In a statement to CNN via email, Just Born said, “FD&C Red #3 is currently an approved colorant for use in candy by the (US Food and Drug Administration). We manufacture all our candies in compliance with FDA regulations, sourcing our ingredients and packaging exclusively from reputable suppliers who adhere to high quality and safety standards.”
The company noted that the ingredients are listed on packaging and websites.
Just Born added that its product development team is “continually exploring opportunities to provide expanded options for our consumers, including colors derived from natural sources that can deliver the same visual impact and stability as their certified counterparts.”
Consumer Reports has started a petition for the removal of the colorant in Peeps.

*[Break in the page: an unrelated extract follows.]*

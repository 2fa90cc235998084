//! [`Error`], [`ErrorKind`] and [`Result`].

mod http_error;
mod service_error;

pub use http_error::{Error, ErrorKind, Result};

“The widespread use of Red Dye 3 is particularly concerning since it is found in many products marketed to children who are especially at risk of developing health problems from exposure,” said Michael Hansen, senior staff scientist for Consumer Reports, in a statement.

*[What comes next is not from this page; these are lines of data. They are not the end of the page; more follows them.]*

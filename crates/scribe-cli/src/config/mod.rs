//! CLI configuration management.
//!
//! ```text
//! Cli
//! ├── server: ServerConfig         # Host, port, shutdown
//! ├── middleware: MiddlewareConfig # Request timeout
//! ├── service: ServiceConfig       # Postgres, session keys, hash cost
//! └── command: Command             # serve (default) | seed [--force]
//! ```
//!
//! All configuration can be provided via CLI arguments or environment variables.

mod middleware;
mod server;

use std::process;

use anyhow::Context;
use clap::{Args, Parser, Subcommand};
pub use middleware::MiddlewareConfig;
use scribe_server::service::ServiceConfig;
pub use server::ServerConfig;
use tracing_subscriber::EnvFilter;
use tracing_subscriber::layer::SubscriberExt;
use tracing_subscriber::util::SubscriberInitExt;

use crate::{TRACING_TARGET_CONFIG, TRACING_TARGET_SERVER_STARTUP};

/// Complete CLI configuration.
#[derive(Debug, Clone, Parser)]
#[command(name = "scribe")]
#[command(about = "Scribe authentication and blogging API")]
#[command(version)]
pub struct Cli {
    /// Server network and lifecycle configuration.
    #[clap(flatten)]
    pub server: ServerConfig,

    /// HTTP middleware configuration.
    #[clap(flatten)]
    pub middleware: MiddlewareConfig,

    /// Database, session token and hashing configuration.
    #[clap(flatten)]
    pub service: ServiceConfig,

    /// Subcommand to run; serves the API when omitted.
    #[command(subcommand)]
    pub command: Option<Command>,
}

/// Available subcommands.
#[derive(Debug, Clone, Subcommand)]
pub enum Command {
    /// Serves the HTTP API.
    Serve,
    /// Inserts the demo accounts.
    Seed(SeedArgs),
}

/// Arguments of the `seed` subcommand.
#[derive(Debug, Clone, Args)]
pub struct SeedArgs {
    /// Deletes every existing account before seeding.
    #[arg(long)]
    pub force: bool,
}

impl Cli {
    /// Loads the `.env` file (if enabled) and parses CLI arguments.
    ///
    /// The `.env` file is read first so clap's `env` lookups see its values.
    pub fn init() -> Self {
        Self::load_dotenv();
        Self::parse()
    }

    #[cfg(feature = "dotenv")]
    fn load_dotenv() {
        if let Err(err) = dotenvy::dotenv()
            && !err.not_found()
        {
            eprintln!("Warning: failed to load .env file: {err}");
        }
    }

    #[cfg(not(feature = "dotenv"))]
    fn load_dotenv() {}

    /// Initializes tracing with `RUST_LOG` filtering, defaulting to `info`.
    pub fn init_tracing() {
        let filter = EnvFilter::try_from_default_env().unwrap_or_else(|_| EnvFilter::new("info"));

        tracing_subscriber::registry()
            .with(filter)
            .with(tracing_subscriber::fmt::layer())
            .init();
    }

    /// Validates everything needed to serve requests.
    pub fn validate(&self) -> anyhow::Result<()> {
        self.server
            .validate()
            .context("invalid server configuration")?;
        self.service
            .validate()
            .context("invalid service configuration")?;
        Ok(())
    }

    /// Logs configuration without secrets.
    pub fn log(&self) {
        tracing::debug!(
            target: TRACING_TARGET_SERVER_STARTUP,
            version = env!("CARGO_PKG_VERSION"),
            pid = process::id(),
            arch = std::env::consts::ARCH,
            os = std::env::consts::OS,
            dotenv = cfg!(feature = "dotenv"),
            "build information"
        );

        self.server.log();
        self.middleware.log();

        let postgres = &self.service.postgres;
        tracing::info!(
            target: TRACING_TARGET_CONFIG,
            postgres_url = %postgres.database_url_masked(),
            postgres_max_connections = postgres.postgres_max_connections,
            postgres_connection_timeout_secs = ?postgres.postgres_connection_timeout_secs,
            postgres_idle_timeout_secs = ?postgres.postgres_idle_timeout_secs,
            "database configuration"
        );

        tracing::info!(
            target: TRACING_TARGET_CONFIG,
            auth_secret_set = self.service.session_keys.has_secret(),
            auth_token_lifetime_secs = self.service.session_keys.auth_token_lifetime_secs,
            password_hash_cost = self.service.password_hash_cost,
            "authentication configuration"
        );
    }
}

#[cfg(test)]
mod tests {
    use clap::CommandFactory;

    use super::*;

    #[test]
    fn cli_definition_is_consistent() {
        Cli::command().debug_assert();
    }

    #[test]
    fn parses_seed_subcommand() -> anyhow::Result<()> {
        let cli = Cli::try_parse_from([
            "scribe",
            "--postgres-url",
            "postgresql://localhost/scribe",
            "seed",
            "--force",
        ])?;
        assert!(matches!(
            cli.command,
            Some(Command::Seed(SeedArgs { force: true }))
        ));
        Ok(())
    }

    #[test]
    fn defaults_to_serving() -> anyhow::Result<()> {
        let cli = Cli::try_parse_from([
            "scribe",
            "--postgres-url",
            "postgresql://localhost/scribe",
            "--port",
            "8080",
        ])?;
        assert!(cli.command.is_none());
        assert_eq!(cli.server.port, 8080);
        Ok(())
    }
}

“Just Born Quality Confections should stop making its iconic marshmallow treats with this dangerous food chemical since other less risky alternatives are readily available,” Hansen added.
This move is not the first push to ban red dye No. 3. In October, Consumer Reports joined more than 20 other organizations to urge the FDA to remove the color additive from its approved list of ingredients.
Recently, a California State Assembly bill was introduced that would ban the sale of food products containing red dye No. 3 and other food additives thought to be harmful by January 2025.
The confectionery industry’s trade group, of which Just Born is a member, said US companies follow government standards.
“Chocolate and candy are safe to enjoy, as they have been for centuries. Food safety is the number one priority for U.S. confectionery companies, and we do not use any ingredients in our products that do not comply with the FDA’s strictest safety standards,” said Christopher Gindlesperger, senior vice president of public affairs and communications at the National Confectioners Association, via email.
“Chocolate and candy companies will continue to innovate as new information becomes available and consumer preferences change,” Gindlesperger added.
What is known about red dye No. 3
Nearly 3,000 food products contain the red colorant, according to the Food Scores database created by the Environmental Working Group, a nonprofit environmental health organization.
Red dye No. 3 is approved for use in food and oral drug forms but has been banned in cosmetics since 1990 due to a carcinogenic response in rats.
A 2021 study by the California Office of Environmental Health Hazard Assessment found that the consumption of red dye No. 3 can cause hyperactivity and other behavioral difficulties in children, concluding that some may be more sensitive than others. And a study published in 2012 suggested that the common food dye can cause cancer in animals, although there is no evidence that it is the same case for humans.
While the yellow Peeps do not contain the red dye, concerned consumers should check food labels of other candies when putting together this year’s Easter baskets. Any food products containing red dye No. 3 will have the additive listed as FD&C Red #3, as required by the FDA.